***** THE DATA *****

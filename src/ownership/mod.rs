//! Ownership resolution for compiled source files.
//!
//! Answers "does the build target rooted at this main input currently
//! depend on this file?" so that a change only rebuilds affected targets.

mod go;

use std::path::Path;

use crate::watcher::{EventKind, WatchError};

pub use go::GoImportOracle;

/// Decides whether a changed file belongs to a handler's build target.
pub trait OwnershipOracle: Send + Sync {
    /// `main_input` is relative to the project root; `file` is the path the
    /// event was reported for.
    fn is_owned(&self, main_input: &Path, file: &Path, kind: EventKind) -> Result<bool, WatchError>;
}
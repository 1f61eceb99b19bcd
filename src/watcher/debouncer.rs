//! Content-aware debouncing of file events.
//!
//! Operating systems frequently report a single save as several
//! notifications. A second event for the same path inside the debounce
//! window is dropped only when the file's bytes are unchanged; rapid real
//! edits still get through. Hashing happens only inside the window.

use std::collections::HashMap;
use std::fs::File;
use std::io;
use std::path::{Path, PathBuf};
use std::time::{Duration, Instant};

use sha2::{Digest, Sha256};

/// Fingerprint of a file's full content.
#[derive(Debug, Clone, Copy, PartialEq, Eq)]
pub enum Fingerprint {
    /// File could not be opened or read.
    Unreadable,
    Sha256([u8; 32]),
}

impl Fingerprint {
    /// Hash the file at `path`. Any I/O failure yields `Unreadable`.
    pub fn of_file(path: &Path) -> Self {
        match hash_file(path) {
            Ok(digest) => Fingerprint::Sha256(digest),
            Err(_) => Fingerprint::Unreadable,
        }
    }

    /// Same content. `Unreadable` never matches anything, itself included.
    pub fn same_content(&self, other: &Fingerprint) -> bool {
        match (self, other) {
            (Fingerprint::Sha256(a), Fingerprint::Sha256(b)) => a == b,
            _ => false,
        }
    }
}

fn hash_file(path: &Path) -> io::Result<[u8; 32]> {
    let mut file = File::open(path)?;
    let mut hasher = Sha256::new();
    io::copy(&mut file, &mut hasher)?;

    let mut digest = [0u8; 32];
    digest.copy_from_slice(&hasher.finalize());
    Ok(digest)
}

/// Last processed state of a path.
#[derive(Debug, Clone, Copy)]
pub struct DebounceRecord {
    pub observed_at: Instant,
    pub fingerprint: Fingerprint,
}

/// Per-path debounce state.
///
/// Lives for the whole session; bounded by the number of distinct files
/// edited.
#[derive(Debug)]
pub struct DebounceTracker {
    records: HashMap<PathBuf, DebounceRecord>,
    window: Duration,
}

impl DebounceTracker {
    pub fn new(window: Duration) -> Self {
        Self {
            records: HashMap::new(),
            window,
        }
    }

    /// Decide whether an event for `path` arriving at `now` is new work.
    pub fn should_process(&self, path: &Path, now: Instant) -> bool {
        let Some(record) = self.records.get(path) else {
            return true;
        };

        if now.saturating_duration_since(record.observed_at) > self.window {
            return true;
        }

        let current = Fingerprint::of_file(path);
        !current.same_content(&record.fingerprint)
    }

    /// Store the post-dispatch state of `path`.
    ///
    /// Call only after every handler has run: handlers may rewrite the file.
    pub fn record(&mut self, path: &Path, now: Instant) {
        let record = DebounceRecord {
            observed_at: now,
            fingerprint: Fingerprint::of_file(path),
        };
        self.records.insert(path.to_path_buf(), record);
    }

    pub fn get(&self, path: &Path) -> Option<&DebounceRecord> {
        self.records.get(path)
    }

    pub fn window(&self) -> Duration {
        self.window
    }

    pub fn tracked_count(&self) -> usize {
        self.records.len()
    }
}
//! Handler and observer traits for the reload watcher.

use std::path::Path;

use async_trait::async_trait;

use super::WatchError;
use super::event::{EventKind, FileEvent};

/// Trait for handlers that process file change events.
///
/// Handlers declare which extensions they care about and the entry-point
/// file that identifies their build target. The watcher invokes every
/// applicable handler for each surviving event.
#[async_trait]
pub trait FileEventHandler: Send + Sync {
    /// Handler name for logging.
    fn name(&self) -> &str;

    /// Extensions this handler supports, with leading dot (e.g. `.go`).
    fn supported_extensions(&self) -> &[String];

    /// Entry-point file relative to the project root
    /// (e.g. `app/server/main.go`). Used as the ownership query key.
    fn main_input_path(&self) -> &Path;

    /// File names this handler writes itself and that must never be observed
    /// (e.g. `main.wasm`).
    fn unobserved_files(&self) -> Vec<String> {
        Vec::new()
    }

    /// Check if this handler should see events for `extension`.
    fn supports(&self, extension: &str) -> bool {
        self.supported_extensions().iter().any(|ext| ext == extension)
    }

    /// Process one file event. May block for as long as a build takes.
    async fn on_file_event(&self, event: &FileEvent) -> Result<(), WatchError>;
}

/// Notified of directory creation/removal that survived filtering.
pub trait FolderEventObserver: Send + Sync {
    fn on_folder_event(&self, name: &str, path: &Path, kind: EventKind) -> Result<(), WatchError>;
}
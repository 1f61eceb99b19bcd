//! Watch command - run the reload pipeline until Ctrl-C.

use std::path::PathBuf;
use std::sync::Arc;
use std::time::Duration;

use anyhow::Context;
use tokio_util::sync::CancellationToken;

use crate::config::Settings;
use crate::ownership::GoImportOracle;
use crate::watcher::handlers::{CommandHandler, CommandReload};
use crate::watcher::{ReloadWatcher, ReloadWatcherBuilder};

/// CLI overrides applied on top of the loaded settings.
#[derive(Debug, Default, Clone)]
pub struct WatchOverrides {
    pub root: Option<PathBuf>,
    pub debounce_ms: Option<u64>,
    pub reload_delay_ms: Option<u64>,
    pub exclude: Vec<String>,
}

impl WatchOverrides {
    pub fn apply(self, settings: &mut Settings) {
        if let Some(root) = self.root {
            settings.root = Some(root);
        }
        if let Some(ms) = self.debounce_ms {
            settings.watch.debounce_ms = ms;
        }
        if let Some(ms) = self.reload_delay_ms {
            settings.watch.reload_delay_ms = ms;
        }
        settings.watch.excluded.extend(self.exclude);
    }
}

/// Assemble a watcher builder from settings. Handler order follows the
/// `[[handlers]]` order of the settings file.
pub fn builder_from_settings(settings: &Settings) -> anyhow::Result<ReloadWatcherBuilder> {
    let root = settings.project_root();
    let watch = &settings.watch;

    let mut builder = ReloadWatcher::builder()
        .root(root.clone())
        .exclude(watch.excluded.iter().cloned())
        .debounce(Duration::from_millis(watch.debounce_ms))
        .reload_delay(Duration::from_millis(watch.reload_delay_ms))
        .compiled_extension(watch.compiled_extension.clone())
        .event_buffer(watch.event_buffer);

    for handler in &settings.handlers {
        builder = builder.handler(
            CommandHandler::new(
                handler.name.clone(),
                handler.extensions.clone(),
                handler.main_input.clone(),
                handler.command.clone(),
                root.clone(),
            )
            .with_unobserved(handler.unobserved.clone()),
        );
    }

    // Ownership only matters for Go modules; elsewhere every handler owns every file.
    if root.join("go.mod").is_file() {
        let oracle = GoImportOracle::new(root.clone()).context("Failed to create Go import oracle")?;
        builder = builder.oracle(Arc::new(oracle));
    }

    if let Some(command) = &settings.reload.command {
        builder = builder.reload(Arc::new(CommandReload::new(command.clone(), root.clone())));
    }

    Ok(builder)
}

/// Run watch command.
pub async fn run_watch(mut settings: Settings, overrides: WatchOverrides) -> anyhow::Result<()> {
    overrides.apply(&mut settings);

    if settings.handlers.is_empty() {
        tracing::warn!("[watcher] no handlers configured; changes will only be logged");
    }

    let watcher = builder_from_settings(&settings)?
        .build()
        .context("Failed to start watcher")?;

    eprintln!(
        "Watching {} (debounce: {}ms, reload delay: {}ms)",
        watcher.root().display(),
        settings.watch.debounce_ms,
        settings.watch.reload_delay_ms
    );

    let exit = CancellationToken::new();
    let signal_exit = exit.clone();
    tokio::spawn(async move {
        match tokio::signal::ctrl_c().await {
            Ok(()) => eprintln!("Received shutdown signal"),
            Err(e) => tracing::error!("[watcher] failed to listen for ctrl+c: {e}"),
        }
        signal_exit.cancel();
    });

    watcher.watch(exit).await.context("Watcher stopped")?;
    Ok(())
}
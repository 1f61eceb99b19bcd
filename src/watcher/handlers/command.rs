//! Handler that runs an external command for matching file events.
//!
//! Used for build steps such as `go build` or an asset bundler. The command
//! runs in the project root; a zero exit status counts as success.

use std::path::{Path, PathBuf};

use async_trait::async_trait;
use tokio::process::Command;

use crate::watcher::{FileEvent, FileEventHandler, ReloadAction, WatchError};

/// Handler backed by an argv.
#[derive(Debug, Clone)]
pub struct CommandHandler {
    name: String,
    extensions: Vec<String>,
    main_input: PathBuf,
    command: Vec<String>,
    unobserved: Vec<String>,
    workdir: PathBuf,
}

impl CommandHandler {
    pub fn new(
        name: impl Into<String>,
        extensions: Vec<String>,
        main_input: impl Into<PathBuf>,
        command: Vec<String>,
        workdir: impl Into<PathBuf>,
    ) -> Self {
        Self {
            name: name.into(),
            extensions: extensions.into_iter().map(normalize_extension).collect(),
            main_input: main_input.into(),
            command,
            unobserved: Vec::new(),
            workdir: workdir.into(),
        }
    }

    /// File names this handler produces and must not be notified about.
    pub fn with_unobserved(mut self, names: Vec<String>) -> Self {
        self.unobserved = names;
        self
    }
}

#[async_trait]
impl FileEventHandler for CommandHandler {
    fn name(&self) -> &str {
        &self.name
    }

    fn supported_extensions(&self) -> &[String] {
        &self.extensions
    }

    fn main_input_path(&self) -> &Path {
        &self.main_input
    }

    fn unobserved_files(&self) -> Vec<String> {
        self.unobserved.clone()
    }

    async fn on_file_event(&self, event: &FileEvent) -> Result<(), WatchError> {
        run(&self.command, &self.workdir, Some(event))
            .await
            .map_err(|reason| WatchError::HandlerFailed {
                handler: self.name.clone(),
                path: event.path.clone(),
                reason,
            })
    }
}

/// Reload action that runs a command, e.g. a browser refresh hook.
#[derive(Debug, Clone)]
pub struct CommandReload {
    command: Vec<String>,
    workdir: PathBuf,
}

impl CommandReload {
    pub fn new(command: Vec<String>, workdir: impl Into<PathBuf>) -> Self {
        Self {
            command,
            workdir: workdir.into(),
        }
    }
}

#[async_trait]
impl ReloadAction for CommandReload {
    async fn reload(&self) -> Result<(), WatchError> {
        run(&self.command, &self.workdir, None)
            .await
            .map_err(|reason| WatchError::ReloadFailed { reason })
    }
}

/// Run `argv` to completion. The triggering event, if any, is exposed to the
/// child as `RELOADWATCH_FILE` and `RELOADWATCH_EVENT`.
async fn run(argv: &[String], workdir: &Path, event: Option<&FileEvent>) -> Result<(), String> {
    let Some((program, args)) = argv.split_first() else {
        return Err("empty command".to_string());
    };

    let mut command = Command::new(program);
    command.args(args).current_dir(workdir).kill_on_drop(true);
    if let Some(event) = event {
        command
            .env("RELOADWATCH_FILE", &event.path)
            .env("RELOADWATCH_EVENT", event.kind.as_str());
    }

    let output = command
        .output()
        .await
        .map_err(|e| format!("failed to spawn '{program}': {e}"))?;

    if output.status.success() {
        return Ok(());
    }

    let stderr = String::from_utf8_lossy(&output.stderr);
    Err(format!("'{program}' exited with {}: {}", output.status, stderr.trim()))
}

/// `go` -> `.go`; `.go` unchanged.
fn normalize_extension(ext: String) -> String {
    if ext.is_empty() || ext.starts_with('.') {
        ext
    } else {
        format!(".{ext}")
    }
}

*****

EXERCISE REQUIREMENTS: Answer with the number alone: how many lines in the records include the word "never"?

OUTPUT BELOW: 2